Hi Song,
On 1/10/20 2:06 AM, Song Liu wrote:
Hi Guoqing and Xiao,
Thanks for looking into this. I am still looking into this. Some
questions below...
Thanks for looking into it.
On Wed, Jan 8, 2020 at 8:30 AM <jgq516@xxxxxxxxx> wrote:
[...]
drivers/md/raid5.c | 24 ++++++++++++++++++++++--
1 file changed, 22 insertions(+), 2 deletions(-)
diff --git a/drivers/md/raid5.c b/drivers/md/raid5.c
index 223e97ab27e6..808b0bd18c8c 100644
--- a/drivers/md/raid5.c
+++ b/drivers/md/raid5.c
@@ -218,6 +218,25 @@ static void do_release_stripe(struct r5conf *conf, struct stripe_head *sh,
BUG_ON(!list_empty(&sh->lru));
BUG_ON(atomic_read(&conf->active_stripes)==0);
+ /*
+ * If stripe is on unplug list then original caller of __release_stripe
+ * is not raid5_unplug, so sh->lru is still in cb->list, don't risk to
+ * add lru to another list in do_release_stripe.
+ */
Can we do the check before calling into do_release_stripe()?

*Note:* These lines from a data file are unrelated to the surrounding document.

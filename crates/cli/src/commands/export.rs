use anyhow::{Context, Result};
use landgen_analysis::analysis::{
    DistanceKind, DistanceLayout, calc_dists, extract_features, normalize_by_max, pair_indices,
};
use landgen_sim::simulation::Species;
use landgen_sim::storage::QueryBuilder;
use std::fmt::Write;

use crate::args::{ExportArgs, ExportKind};

pub fn export_distances(args: &ExportArgs) -> Result<()> {
    let query = QueryBuilder::new(&args.database).context("Failed to open database")?;
    let steps = query
        .get_recorded_timesteps(args.species)
        .context("Failed to get timesteps")?;
    let timestep = match args.timestep {
        Some(t) if steps.contains(&t) => t,
        Some(t) => anyhow::bail!("Timestep {t} not recorded for species {}", args.species),
        None => *steps
            .last()
            .with_context(|| format!("No recorded timesteps for species {}", args.species))?,
    };

    if args.output.is_some() {
        println!("📤 Exporting distances for species {}", args.species);
        println!("Timestep: {timestep}, Kind: {:?}", args.kind);
    }

    let individuals = query
        .get_timestep(args.species, timestep)
        .context("Failed to load timestep")?
        .into_iter()
        .map(|row| row.into_individual())
        .collect::<Result<Vec<_>, _>>()
        .context("Malformed snapshot")?;
    let species = Species::new(format!("spp{}", args.species), timestep, individuals)?;

    let content = if args.matrix {
        matrix_csv(&species, args)?
    } else {
        pairs_csv(&species, args)?
    };

    if let Some(path) = &args.output {
        std::fs::write(path, content)?;
        println!("✓ Data exported to: {}", path.display());
    } else {
        print!("{content}");
    }

    Ok(())
}

fn single_kind(kind: ExportKind) -> Option<DistanceKind> {
    match kind {
        ExportKind::Genetic => Some(DistanceKind::Genetic),
        ExportKind::Geographic => Some(DistanceKind::Geographic),
        ExportKind::Environmental => Some(DistanceKind::Environmental),
        ExportKind::All => None,
    }
}

fn matrix_csv(species: &Species, args: &ExportArgs) -> Result<String> {
    let kind = single_kind(args.kind)
        .context("--matrix needs a single distance kind (genetic, geographic or environmental)")?;
    let features = extract_features(species, &args.env_layers)?;
    let distances = calc_dists(&features, kind, DistanceLayout::Full)?;
    let matrix = distances
        .as_matrix()
        .context("Expected a full distance matrix")?;

    let mut csv = String::from("id");
    for id in &features.ids {
        write!(csv, ",{id}")?;
    }
    csv.push('\n');
    for (i, id) in features.ids.iter().enumerate() {
        write!(csv, "{id}")?;
        for j in 0..features.len() {
            write!(csv, ",{}", matrix[(i, j)])?;
        }
        csv.push('\n');
    }
    Ok(csv)
}

fn pairs_csv(species: &Species, args: &ExportArgs) -> Result<String> {
    let features = extract_features(species, &args.env_layers)?;
    let flat = |kind| -> Result<Vec<f64>> {
        Ok(calc_dists(&features, kind, DistanceLayout::Flat)?.into_flat())
    };

    let columns: Vec<(String, Vec<f64>)> = match single_kind(args.kind) {
        Some(kind) => vec![(kind.to_string(), flat(kind)?)],
        None => {
            let genetic = flat(DistanceKind::Genetic)?;
            let scaled = normalize_by_max(&genetic)?;
            vec![
                (DistanceKind::Genetic.to_string(), genetic),
                (format!("scaled_{}", DistanceKind::Genetic), scaled),
                (
                    DistanceKind::Geographic.to_string(),
                    flat(DistanceKind::Geographic)?,
                ),
                (
                    DistanceKind::Environmental.to_string(),
                    flat(DistanceKind::Environmental)?,
                ),
            ]
        }
    };

    let mut csv = String::from("i,j,id_i,id_j");
    for (name, _) in &columns {
        write!(csv, ",{name}")?;
    }
    csv.push('\n');
    for (k, (i, j)) in pair_indices(features.len()).enumerate() {
        write!(csv, "{i},{j},{},{}", features.ids[i], features.ids[j])?;
        for (_, values) in &columns {
            write!(csv, ",{}", values[k])?;
        }
        csv.push('\n');
    }
    Ok(csv)
}
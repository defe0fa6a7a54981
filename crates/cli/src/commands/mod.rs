pub mod analyze;
pub mod export;
pub mod inspect;
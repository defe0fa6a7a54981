//! Shared default values for analysis configuration.
//! These values are used both by [`crate::config::AnalysisConfig`] and by the
//! clap help text.

pub const DATABASE: &str = "simulation.db";
pub const SPECIES: usize = 0;

pub const BURN_IN_STEPS: usize = 20_000;
pub const TIMESTEPS: usize = 1000;
pub const SAMPLE_SIZE: usize = 100;

pub const ENV_LAYER: usize = 0;
pub const MASK_LAYER: usize = 1;
pub const PHENOTYPE_TRAIT: usize = 0;
pub const VISUAL_PCS: usize = 3;

// Regression
pub const ALPHA: f64 = 0.001;
pub const MAX_ITER: usize = 35;
pub const TOLERANCE: f64 = 1e-8;

pub const OUTPUT_FIGURE: &str = "IBD_IBE.svg";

Then we need to add the check twice, one in raid5_release_stripe,
another in
__release_stripe.
+ if (!test_and_set_bit_lock(STRIPE_ON_UNPLUG_LIST, &sh->state))
+ clear_bit_unlock(STRIPE_ON_UNPLUG_LIST, &sh->state);
+ else {
+ /*
+ * The sh is on unplug list, so increase count (because count
+ * is decrease before enter do_release_stripe), then trigger
+ * raid5d -> plug -> raid5_unplug -> __release_stripe to handle
+ * this stripe.
+ */
+ atomic_inc(&sh->count);
+ md_wakeup_thread(conf->mddev->thread);
+ return;
+ }
+
if (r5c_is_writeback(conf->log))
for (i = sh->disks; i--; )
if (test_bit(R5_InJournal, &sh->dev[i].flags))
@@ -5441,7 +5460,7 @@ static void raid5_unplug(struct blk_plug_cb *blk_cb, bool from_schedule)
* is still in our list
*/
smp_mb__before_atomic();
- clear_bit(STRIPE_ON_UNPLUG_LIST, &sh->state);
+ clear_bit_unlock(STRIPE_ON_UNPLUG_LIST, &sh->state);
/*
* STRIPE_ON_RELEASE_LIST could be set here. In that
* case, the count is always > 1 here
@@ -5481,7 +5500,8 @@ static void release_stripe_plug(struct mddev *mddev,
INIT_LIST_HEAD(cb->temp_inactive_list + i);
}
- if (!test_and_set_bit(STRIPE_ON_UNPLUG_LIST, &sh->state))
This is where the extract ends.